Hands On Apple iPhone 4S 16GB Black – Review!
After last week’s announcement, many analysts and technology bloggers got themselves in a lather about a completely new iPhone with a bigger screen. They were disappointed that this year’s model looks exactly the same.
It might look the same but the iPhone 4S is significantly faster than its predecessor, with a new camera and – this year’s most attention-grabbing feature – a clever voice control service called Siri. In hindsight, this year’s upgrade makes sense: it mirrors the 2009 upgrade from iPhone 3G to iPhone 3GS.
The iPhone 4S has a new antenna design, which Apple says will improve call quality. Some iPhone 4 users had problems with dropped calls and the company hopes this new design will improve things. It’s also the only external difference between the two models: the iPhone 4S has extra bands at the top of the phone.

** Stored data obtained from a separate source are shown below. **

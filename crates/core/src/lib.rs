//! Model Showcase Core - Shared types library.
//!
//! This crate provides the domain types used across Model Showcase components:
//! - `showcase` - The web application (routing, sessions, uploads)
//! - `integration-tests` - End-to-end tests against a running server
//!
//! # Architecture
//!
//! The core crate contains only types and pure functions - no I/O, no HTTP,
//! no filesystem access. This keeps it lightweight and easy to test.
//!
//! # Modules
//!
//! - [`types`] - Product records, type-safe IDs, session roles, and upload filenames

#![cfg_attr(not(test), forbid(unsafe_code))]

pub mod types;

pub use types::*;
//! Model Showcase - upload and view `.glb` models.
//!
//! This binary serves the showcase on `127.0.0.1:5000` by default.
//!
//! # Architecture
//!
//! - Axum web framework
//! - Askama templates for server-side rendering
//! - A signed cookie carrying the visitor role
//! - A JSON file for product records and a directory for model files
//!
//! # Configuration
//!
//! Read from the environment (and `.env`) once at startup; see
//! [`model_showcase_web::config`].

#![cfg_attr(not(test), forbid(unsafe_code))]

use model_showcase_web::build_router;
use model_showcase_web::config::AppConfig;
use model_showcase_web::state::AppState;
use sentry::integrations::tracing as sentry_tracing;
use tracing_subscriber::{layer::SubscriberExt, util::SubscriberInitExt};

/// Initialize Sentry error tracking and return guard that must be kept alive.
fn init_sentry(config: &AppConfig) -> Option<sentry::ClientInitGuard> {
    let dsn = config.sentry_dsn.as_ref()?;

    let guard = sentry::init((
        dsn.as_str(),
        sentry::ClientOptions {
            release: sentry::release_name!(),
            environment: config
                .sentry_environment
                .clone()
                .map(std::borrow::Cow::Owned),
            attach_stacktrace: true,
            ..Default::default()
        },
    ));

    tracing::info!("Sentry initialized");
    Some(guard)
}

/// Filter tracing events to Sentry event types.
fn sentry_event_filter(metadata: &tracing::Metadata<'_>) -> sentry_tracing::EventFilter {
    match *metadata.level() {
        tracing::Level::ERROR | tracing::Level::WARN => sentry_tracing::EventFilter::Event,
        tracing::Level::INFO | tracing::Level::DEBUG => sentry_tracing::EventFilter::Breadcrumb,
        _ => sentry_tracing::EventFilter::Ignore,
    }
}

#[tokio::main]
async fn main() -> Result<(), Box<dyn std::error::Error>> {
    // Load configuration from environment (needed for Sentry init)
    let config = AppConfig::from_env()?;

    // Initialize Sentry (must be done before tracing subscriber)
    let _sentry_guard = init_sentry(&config);

    // Defaults to info level for our crates if RUST_LOG is not set
    let env_filter = tracing_subscriber::EnvFilter::try_from_default_env()
        .unwrap_or_else(|_| "model_showcase_web=info,tower_http=debug".into());

    let json_layer = config
        .log_json
        .then(|| tracing_subscriber::fmt::layer().json().flatten_event(true));
    let text_layer = (!config.log_json).then(tracing_subscriber::fmt::layer);

    tracing_subscriber::registry()
        .with(env_filter)
        .with(json_layer)
        .with(text_layer)
        .with(sentry_tracing::layer().event_filter(sentry_event_filter))
        .init();

    if let Some(reason) = config.session_secret_weakness() {
        tracing::warn!(%reason, "SHOWCASE_SESSION_SECRET is weak; session cookies can be forged");
    }

    // Build application state (creates the upload directory and data file)
    let addr = config.socket_addr();
    let state = AppState::new(config).await?;
    tracing::info!(
        data_file = %state.config().data_file.display(),
        upload_dir = %state.config().upload_dir.display(),
        "Storage ready"
    );

    let app = build_router(state)
        // Sentry layers (outermost for full request coverage)
        .layer(sentry_tower::NewSentryLayer::new_from_top())
        .layer(sentry_tower::SentryHttpLayer::new().enable_transaction());

    let listener = tokio::net::TcpListener::bind(addr).await?;
    tracing::info!("showcase listening on http://{}", addr);

    axum::serve(listener, app)
        .with_graceful_shutdown(shutdown_signal())
        .await?;

    Ok(())
}

/// Wait for shutdown signal (Ctrl+C or SIGTERM).
async fn shutdown_signal() {
    let ctrl_c = async {
        if let Err(e) = tokio::signal::ctrl_c().await {
            tracing::error!(error = %e, "Failed to listen for Ctrl+C");
            std::future::pending::<()>().await;
        }
    };

    #[cfg(unix)]
    let terminate = async {
        match tokio::signal::unix::signal(tokio::signal::unix::SignalKind::terminate()) {
            Ok(mut signal) => {
                signal.recv().await;
            }
            Err(e) => {
                tracing::error!(error = %e, "Failed to install SIGTERM handler");
                std::future::pending::<()>().await;
            }
        }
    };

    #[cfg(not(unix))]
    let terminate = std::future::pending::<()>();

    tokio::select! {
        () = ctrl_c => {},
        () = terminate => {},
    }

    tracing::info!("Shutdown signal received, starting graceful shutdown");
}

The speed increase isn’t immediately obvious. Apple does such a good job of refining the user experience in iOS that it has never felt slow, which makes speed increases harder to detect. Still, applications do open a little quicker and there’s a responsiveness to the phone that you notice when you go back to the iPhone 4. Once app developers begin to take advantage of the new A5 processor then we’ll really begin to see what this phone can do.
Perhaps most impressive is that the addition of the A5 processor does not seem to have had an impact on battery life. While testing the iPhone 4S over the last week or so, I’ve found that battery life is about the same as on the iPhone 4. I need to charge the phone every evening but I haven’t found myself running out of battery during the course of the day.
A little exploring soon reveals that the most obvious speed improvement is with the camera. It is ready to take a picture more quickly, perhaps three to four times faster. The improvement is especially noticeable when you want to shoot video.
Apple has significantly improved the camera in the iPhone 4S. It now has 8-megapixels, rather than five, but the company stresses that the improvements go beyond megapixels and encompass an improved lens, a better sensor and various tweaks to the software. The result is pictures that are sharper, with better colours than before.
The addition of full, 1080p HD video is an added bonus. Videos shot with the 4S look incredible on a big screen. The camera is far better than on the iPhone 4, and a massive leap from the 3GS.
The speed and the camera are all very well but the star of the show is Siri, Apple’s “humble personal assistant”. Just speak to it and it will answer your questions and carry out tasks. The possibilties are broad and are compatible with apps right across the device. Siri can set alarms and calendar events, send texts and emails, play music, check the weather and search the web.
There is Wolfram Alpha integration, providing answers to all kinds of data-related questions, whether you want to know the height of the Empire State Building or the square root of 512. Siri also takes dictation; any app with a keyboard now has a microphone icon that shows you can dictate your text.
Siri ‘hears’ very well. After you’ve spoken to it, the screen displays what Siri thinks you said and, in my testing, the degree of accuracy was very high. Unlike many voice control systems, which require you to learn specific commands, Siri responds to natural speech. There are limits, of course, but Siri understands a surprising amount. Since it’s still in beta, you can expect it to improve, too.
There were occasions when Siri got confused, even giving different answers to the same question. For example, the first time I asked Siri “Who is Barack Obama”, it returned a page from Wolfram Alpha about the American president. The second time I asked, Siri didn’t understand the question. Background noise, as well as the speed and clarity with which you speak, can affect Siri’s performance.
The assistant has a gentle sense of humour too, as you’ll notice if you start to play around a little. It offered to “write a play in which nothing happens” when I asked it the meaning of life, for example.
Talking to your gadgets feels a little awkward at first. It makes sense in the car, for example, where your hands are busy but how comfortable will you feel chatting to Siri on a crowded train?
For me, Siri is most useful for quickly dictating and sending a text message that would otherwise take a minute or so to tap in on the touchscreen. Britain doesn’t yet have Siri’s local search features, which allow you to ask for a nearby Italian restaurant, for example, but those are coming.
Apple’s critics will tell you that other handsets have had voice control for some time. The iPhone has too, for that matter. But Siri is an important step forward. There were touchscreens before the iPhone came along in 2007 but Apple changed the game. Siri feels like an advance of similar significance.
Overall, the iPhone 4S is a good upgrade to a very good phone. It retains the stylish design of the iPhone 4 and gives it a substantial boost. It’s certainly not cheap when you consider some of the alternatives but it feels like a luxury product and it’s an absolute joy to use. If you own the iPhone 4, then whether you upgrade or not depends on how tempted you are by Siri and the new camera.